Um panorama da corrida eleitoral do Senado na Carolina do Sul.

Senadores Lindsey Graham e Annie Andrews têm estratégias de financiamento opostas na corrida para o Senado da Carolina do Sul.

A corrida para o Senado da Carolina do Sul em 2026 está se intensificando, com o senador republicano Lindsey Graham e a desafiante democrata Dr. Annie Andrews mostrando fortes números de arrecadação. Graham, um político veterano com uma base consolidada, reportou mais de $13,4 milhões em caixa ao final de 2025, além de ter arrecadado $1,1 milhão apenas no último trimestre do ano. Sua campanha se beneficia de uma rede de apoio que inclui o ex-presidente Donald Trump, o governador Henry McMaster e outros influentes do partido.

A Base de Apoio e a Arrecadação de Graham

Graham, que busca a reeleição em um estado que tem se mostrado favorável aos republicanos em eleições recentes, enfatizou a importância de sua equipe de arrecadação. Ele possui uma rede de mais de 500 ativistas, abrangendo todos os 46 condados da Carolina do Sul. Além disso, a campanha recebeu apoio de figuras proeminentes, reforçando sua imagem como um candidato bem posicionado no cenário político.

O Desafio de Annie Andrews

Em contrapartida, Andrews, uma pediatra de Charleston, lançou sua candidatura com um enfoque em pequenas doações, tendo arrecadado mais de $1,47 milhão no último trimestre e totalizando mais de $4 milhões desde o início de sua campanha. Com 156 mil doações individuais, sua média de contribuição é inferior a $26, desmarcando uma dependência de PACs corporativos. Andrews posiciona sua arrecadação como um reflexo de um movimento popular, apostando na frustração crescente dos eleitores com a política tradicional.

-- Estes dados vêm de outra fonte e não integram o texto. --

//! # Adapters Layer (Hexagonal Architecture)
//!
//! Concrete implementations of the outbound ports: a programmable
//! simulated ledger, the local execution sandbox, the in-memory
//! confirmation registry, and a JSON-RPC ledger client.

mod local_sandbox;
mod registry;
mod rpc_ledger;
mod sim_ledger;

pub use local_sandbox::{ExecutedTx, LocalSandbox, MinedBlock, SandboxState};
pub use registry::{InMemoryRegistry, REGISTRY_ADDRESS};
pub use rpc_ledger::JsonRpcLedger;
pub use sim_ledger::SimulatedLedger;
//! # Integration Scenarios
//!
//! End-to-end relay flows driven through the simulated ledger, the local
//! sandbox, and the in-memory registry. Each scenario owns clones of the
//! shared adapters so it can mutate the chain while the service runs.

pub mod backfill_flow;
pub mod live_flow;
pub mod resume_flow;
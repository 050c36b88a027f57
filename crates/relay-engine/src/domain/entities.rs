//! # Domain Entities
//!
//! Core entities for the relay synchronization engine.

use super::errors::RelayError;
use super::invariants::REJECTED_SENTINEL;
use super::value_objects::{Address, BlockRef, LedgerTransaction, SnapshotId, Timestamp, TxId};
use serde::{Deserialize, Serialize};
use std::collections::HashMap;

/// One command recorded on the source ledger, fully decoded.
///
/// A command is determined by the originating transaction's call data
/// (`target`, `payload`) plus the block it was mined in (`timestamp`).
#[derive(Clone, Debug, PartialEq, Eq, Serialize, Deserialize)]
pub struct Command {
    /// Identifier of the originating source-ledger transaction.
    pub source_tx: TxId,
    /// Destination on the target environment; `None` deploys a contract.
    pub target: Option<Address>,
    /// Opaque byte string to execute.
    pub payload: Vec<u8>,
    /// Source-ledger account that authored the command.
    pub origin: Address,
    /// Source-ledger block time the command was recorded at.
    pub timestamp: Timestamp,
}

impl Command {
    /// Assemble a command from its originating transaction, decoded call
    /// data, and the block it was mined in.
    pub fn assemble(
        tx: &LedgerTransaction,
        target: Option<Address>,
        payload: Vec<u8>,
        block: &BlockRef,
    ) -> Self {
        Self {
            source_tx: tx.id,
            target,
            payload,
            origin: tx.from,
            timestamp: block.timestamp,
        }
    }
}

/// Outcome recorded in the Confirmation Registry for one command.
#[derive(Clone, Copy, Debug, PartialEq, Eq, Serialize, Deserialize)]
pub enum ConfirmationOutcome {
    /// No entry exists for this command yet.
    Unset,
    /// Command was applied; the value is the target transaction id.
    Confirmed(TxId),
    /// Command could not be applied (call data sent to a non-contract
    /// address); the reserved sentinel is stored instead.
    Rejected,
}

impl ConfirmationOutcome {
    /// Whether an entry has been written for this command.
    pub fn is_set(&self) -> bool {
        !matches!(self, Self::Unset)
    }

    /// Raw 32-byte registry value for a set outcome.
    pub fn to_raw(self) -> Option<TxId> {
        match self {
            Self::Unset => None,
            Self::Confirmed(tx) => Some(tx),
            Self::Rejected => Some(REJECTED_SENTINEL),
        }
    }

    /// Decode a raw registry value back into an outcome.
    pub fn from_raw(raw: Option<TxId>) -> Self {
        match raw {
            None => Self::Unset,
            Some(v) if v == REJECTED_SENTINEL => Self::Rejected,
            Some(v) => Self::Confirmed(v),
        }
    }
}

/// Result of running one command through the executor.
#[derive(Clone, Copy, Debug, PartialEq, Eq)]
pub enum ExecutionOutcome {
    /// Already confirmed; nothing was done.
    Skipped,
    /// Applied; the target transaction id was recorded.
    Confirmed(TxId),
    /// Rejected; the sentinel was recorded and nothing was submitted.
    Rejected,
    /// A phase failed; nothing was recorded and the command may be
    /// reprocessed later.
    Abandoned,
}

/// Process-local table of pre-execution sandbox snapshots.
///
/// One entry per executed command, created before any mutation and consumed
/// only when a removal notification arrives for that command. Entries for
/// commands that are never removed accumulate for the lifetime of the
/// operator session.
#[derive(Debug, Default)]
pub struct SnapshotTable {
    entries: HashMap<TxId, SnapshotId>,
}

impl SnapshotTable {
    /// Create an empty table.
    pub fn new() -> Self {
        Self::default()
    }

    /// Record the snapshot taken immediately before `source_tx` executes.
    pub fn record(&mut self, source_tx: TxId, snapshot: SnapshotId) {
        self.entries.insert(source_tx, snapshot);
    }

    /// Remove and return the snapshot for a command, failing loudly if
    /// none was ever recorded (the command was never seen as added).
    pub fn take(&mut self, source_tx: TxId) -> Result<SnapshotId, RelayError> {
        self.entries
            .remove(&source_tx)
            .ok_or(RelayError::MissingSnapshot(source_tx))
    }

    /// Whether a snapshot is recorded for this command.
    pub fn contains(&self, source_tx: &TxId) -> bool {
        self.entries.contains_key(source_tx)
    }

    /// Number of retained snapshots.
    pub fn len(&self) -> usize {
        self.entries.len()
    }

    /// Whether the table is empty.
    pub fn is_empty(&self) -> bool {
        self.entries.is_empty()
    }
}
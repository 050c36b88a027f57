//! # Relay Service
//!
//! The coordinator: owns the snapshot table and the reconciliation window,
//! derives the resume cursor, drives historical backfill, and runs the live
//! poll loop. All sandbox mutation flows through this service's single call
//! chain; one head's deltas are fully applied before the next tick is
//! looked at.

use async_trait::async_trait;
use std::collections::VecDeque;
use std::time::Duration;
use tokio::sync::watch;
use tracing::{debug, error, info, warn};

use crate::algorithms::{
    batch_entries, capped_to_block, command_from_log, decode_batch, BackfillReport, ChainDelta,
    ChainTracker, TrackedBlock,
};
use crate::application::executor::CommandExecutor;
use crate::config::RelayConfig;
use crate::domain::{
    invariant_ascending_order, BlockNumber, BlockRef, Command, ExecutionOutcome, LogEntry,
    RelayError, SnapshotTable,
};
use crate::ports::{
    CommandLog, ConfirmationRegistry, ExecutionSandbox, LedgerClient, RelayApi, RelayStatus,
};

/// Relay coordinator over a ledger, a sandbox, and a registry.
pub struct RelayService<L, S, R> {
    ledger: L,
    sandbox: S,
    registry: R,
    config: RelayConfig,
    snapshots: SnapshotTable,
    tracker: ChainTracker,
    status: RelayStatus,
    /// Last block covered by backfill; the live walk stops above it.
    live_floor: BlockNumber,
    bootstrapped: bool,
}

impl<L, S, R> RelayService<L, S, R>
where
    L: LedgerClient + CommandLog,
    S: ExecutionSandbox,
    R: ConfirmationRegistry,
{
    /// Wire a service; call [`RelayApi::bootstrap`] before anything else.
    pub fn new(ledger: L, sandbox: S, registry: R, config: RelayConfig) -> Self {
        let tracker = ChainTracker::new(config.retained_window);
        Self {
            ledger,
            sandbox,
            registry,
            config,
            snapshots: SnapshotTable::new(),
            tracker,
            status: RelayStatus::default(),
            live_floor: 0,
            bootstrapped: false,
        }
    }

    /// Number of retained pre-execution snapshots.
    pub fn snapshot_count(&self) -> usize {
        self.snapshots.len()
    }

    /// Run one reconciliation step: fetch the head, diff it against the
    /// retained window, and apply the resulting deltas in order. Returns
    /// the number of deltas applied. `run_live` drives this on a timer.
    pub async fn poll_once(&mut self) -> Result<usize, RelayError> {
        let head = self.ledger.block_number().await?;
        self.status.head_seen = self.status.head_seen.max(head);

        if self.tracker.is_empty() && head <= self.live_floor {
            return Ok(0);
        }
        let head_block = self.ledger.block_by_number(head).await?;
        if self.tracker.contains(&head_block.hash) {
            return Ok(0);
        }

        let suffix = self.canonical_suffix(head_block).await?;
        let deltas = self.tracker.observe(suffix)?;
        let applied = deltas.len();

        for delta in deltas {
            match delta {
                ChainDelta::Removed(entry) => self.rollback(&entry).await?,
                ChainDelta::Added(entry) => {
                    // The window already retains this head and never re-emits
                    // an entry, so a failed read is contained per command
                    // rather than aborting the remaining deltas.
                    let outcome = match command_from_log(&self.ledger, &entry).await {
                        Ok(command) => self.execute_logged(&command).await,
                        Err(e) => {
                            error!(
                                source_tx = ?entry.source_tx,
                                error = %e,
                                "Command abandoned"
                            );
                            ExecutionOutcome::Abandoned
                        }
                    };
                    self.tally(&outcome);
                }
            }
        }
        Ok(applied)
    }

    /// Walk the canonical chain backwards from the head until it attaches
    /// to the retained window (or reaches the live floor), collecting each
    /// block's Command Log entries on the way.
    ///
    /// The walk may cover more blocks than the window retains: quiet gaps
    /// between polls still attach at the window's tip, and the window
    /// evicts down to capacity after the deltas are emitted. Descending to
    /// the oldest retained height without attaching means the fork point
    /// lies below the window, which `observe` resolves or rejects.
    async fn canonical_suffix(
        &self,
        head_block: BlockRef,
    ) -> Result<Vec<TrackedBlock>, RelayError> {
        let log_address = self.ledger.log_address();
        let oldest_retained = self.tracker.oldest().map(|b| b.number);
        let mut suffix = VecDeque::new();
        let mut block = head_block;
        loop {
            let entries: Vec<LogEntry> = self
                .ledger
                .logs(log_address, block.number, block.number)
                .await?
                .into_iter()
                .filter(|e| e.block_hash == block.hash)
                .collect();
            let number = block.number;
            let parent = block.parent_hash;
            suffix.push_front(TrackedBlock { block, entries });

            if number <= self.live_floor + 1 || self.tracker.contains(&parent) {
                break;
            }
            if oldest_retained.is_some_and(|oldest| number <= oldest) {
                break;
            }
            block = self.ledger.block_by_hash(parent).await?;
        }
        Ok(suffix.into())
    }

    /// Revert the sandbox to the state captured immediately before the
    /// removed command was applied. A missing snapshot means the command
    /// was never seen as added this session and is a fatal consistency
    /// violation.
    async fn rollback(&mut self, entry: &LogEntry) -> Result<(), RelayError> {
        let snapshot = self.snapshots.take(entry.source_tx)?;
        if self.registry.outcome(entry.source_tx).await?.is_set() {
            // Registry writes are durable; the reorg leaves this entry
            // stale. Surfaced for the operator rather than silently undone.
            warn!(
                source_tx = ?entry.source_tx,
                "Confirmation predates the reorg and is left in place"
            );
        }
        self.sandbox.revert(snapshot).await?;
        self.status.rolled_back += 1;
        info!(
            source_tx = ?entry.source_tx,
            block = entry.block_number,
            "Rolled back removed command"
        );
        Ok(())
    }

    /// Execute one command, mapping phase failures to an abandonment.
    async fn execute_logged(&mut self, command: &Command) -> ExecutionOutcome {
        let executor =
            CommandExecutor::new(&self.sandbox, &self.registry, self.config.tx_gas_limit);
        match executor.execute(command, &mut self.snapshots).await {
            Ok(outcome) => outcome,
            Err(e) => {
                error!(source_tx = ?command.source_tx, error = %e, "Command abandoned");
                ExecutionOutcome::Abandoned
            }
        }
    }

    fn tally(&mut self, outcome: &ExecutionOutcome) {
        match outcome {
            ExecutionOutcome::Confirmed(_) => self.status.executed += 1,
            ExecutionOutcome::Rejected => self.status.rejected += 1,
            ExecutionOutcome::Skipped => self.status.skipped += 1,
            ExecutionOutcome::Abandoned => self.status.abandoned += 1,
        }
    }
}

#[async_trait]
impl<L, S, R> RelayApi for RelayService<L, S, R>
where
    L: LedgerClient + CommandLog,
    S: ExecutionSandbox,
    R: ConfirmationRegistry,
{
    async fn bootstrap(&mut self) -> Result<BlockNumber, RelayError> {
        let registry_address = self.registry.ensure_deployed().await?;
        let created = self.ledger.created_block().await?;
        let creation_block = self.ledger.block_by_number(created).await?;

        // Anchor target-environment time to the Command Log's creation
        // time before any command lands.
        self.sandbox.mine(creation_block.timestamp).await?;

        // The registry is the durable checkpoint: resume from the block of
        // the last confirmed command, else from the log's creation block.
        let cursor = match self.registry.last_confirmed().await? {
            Some(last) => self.ledger.transaction(last).await?.block_number,
            None => created,
        };

        self.status.cursor = cursor;
        self.bootstrapped = true;
        info!(
            ?registry_address,
            created, cursor, "Relay bootstrapped"
        );
        Ok(cursor)
    }

    async fn backfill(&mut self) -> Result<BackfillReport, RelayError> {
        debug_assert!(self.bootstrapped, "bootstrap before backfill");
        let cursor = self.status.cursor;
        let head = self.ledger.block_number().await?;
        self.status.head_seen = self.status.head_seen.max(head);

        let to = capped_to_block(head, self.config.confirmation_depth);
        self.live_floor = to.max(cursor.saturating_sub(1));
        if to < cursor {
            info!(cursor, head, "Nothing to backfill below the confirmation horizon");
            return Ok(BackfillReport::new(cursor, to));
        }

        let entries = self
            .ledger
            .logs(self.ledger.log_address(), cursor, to)
            .await?;
        invariant_ascending_order(&entries)?;

        let mut report = BackfillReport::new(cursor, to);
        let batches = batch_entries(entries, self.config.decode_batch_size);
        let total = batches.len();
        info!(cursor, to, batches = total, "Starting backfill");

        for (index, batch) in batches.into_iter().enumerate() {
            // Decode fan-out is concurrent; a failed read aborts the sync.
            let commands = decode_batch(&self.ledger, &batch).await?;
            // Execution stays strictly sequential to preserve ordering.
            for command in &commands {
                let outcome = self.execute_logged(command).await;
                self.tally(&outcome);
                report.tally(&outcome);
            }
            info!(
                batch = index + 1,
                batches = total,
                executed = report.executed,
                rejected = report.rejected,
                skipped = report.skipped,
                "Backfill progress"
            );
        }

        info!(
            from = report.from_block,
            to = report.to_block,
            entries = report.entries,
            "Backfill complete"
        );
        Ok(report)
    }

    async fn run_live(&mut self, mut shutdown: watch::Receiver<bool>) -> Result<(), RelayError> {
        self.status.live = true;
        let mut interval =
            tokio::time::interval(Duration::from_secs(self.config.poll_interval_secs));
        info!(
            interval_secs = self.config.poll_interval_secs,
            floor = self.live_floor,
            "Entering live reconciliation"
        );

        loop {
            tokio::select! {
                changed = shutdown.changed() => {
                    if changed.is_err() || *shutdown.borrow() {
                        info!("Live loop shutting down");
                        break;
                    }
                }
                _ = interval.tick() => {
                    match self.poll_once().await {
                        Ok(applied) if applied > 0 => {
                            debug!(applied, "Applied reconciliation deltas");
                        }
                        Ok(_) => {}
                        Err(e @ RelayError::MissingSnapshot(_)) => {
                            self.status.live = false;
                            return Err(e);
                        }
                        Err(e) => {
                            warn!(error = %e, "Live poll failed, retrying next tick");
                        }
                    }
                }
            }
        }

        self.status.live = false;
        Ok(())
    }

    fn status(&self) -> RelayStatus {
        self.status.clone()
    }
}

Perspectivas Futuras na Corrida Eleitoral

O contraste entre as campanhas é claro: Graham se apoia em uma estrutura financeira robusta e uma rede política consolidada, enquanto Andrews se destaca pela mobilização de base e um discurso centrado em acessibilidade e cuidados de saúde. O estado da Carolina do Sul não elege um senador democrata desde 1998, mas a intensificação da competição e o aumento da participação democrática nas últimas eleições podem sinalizar mudanças.

Conclusão

Com as primárias programadas para junho e a eleição geral marcada para novembro, a corrida para o Senado da Carolina do Sul promete ser uma das mais disputadas do país. As abordagens divergentes de Graham e Andrews podem não apenas moldar o futuro político do estado, mas também oferecer insights sobre as dinâmicas eleitorais em nível nacional. O que está claro é que os eleitores da Carolina do Sul estão prontos para se envolver em um debate sobre as questões que mais os afetam, como saúde e economia.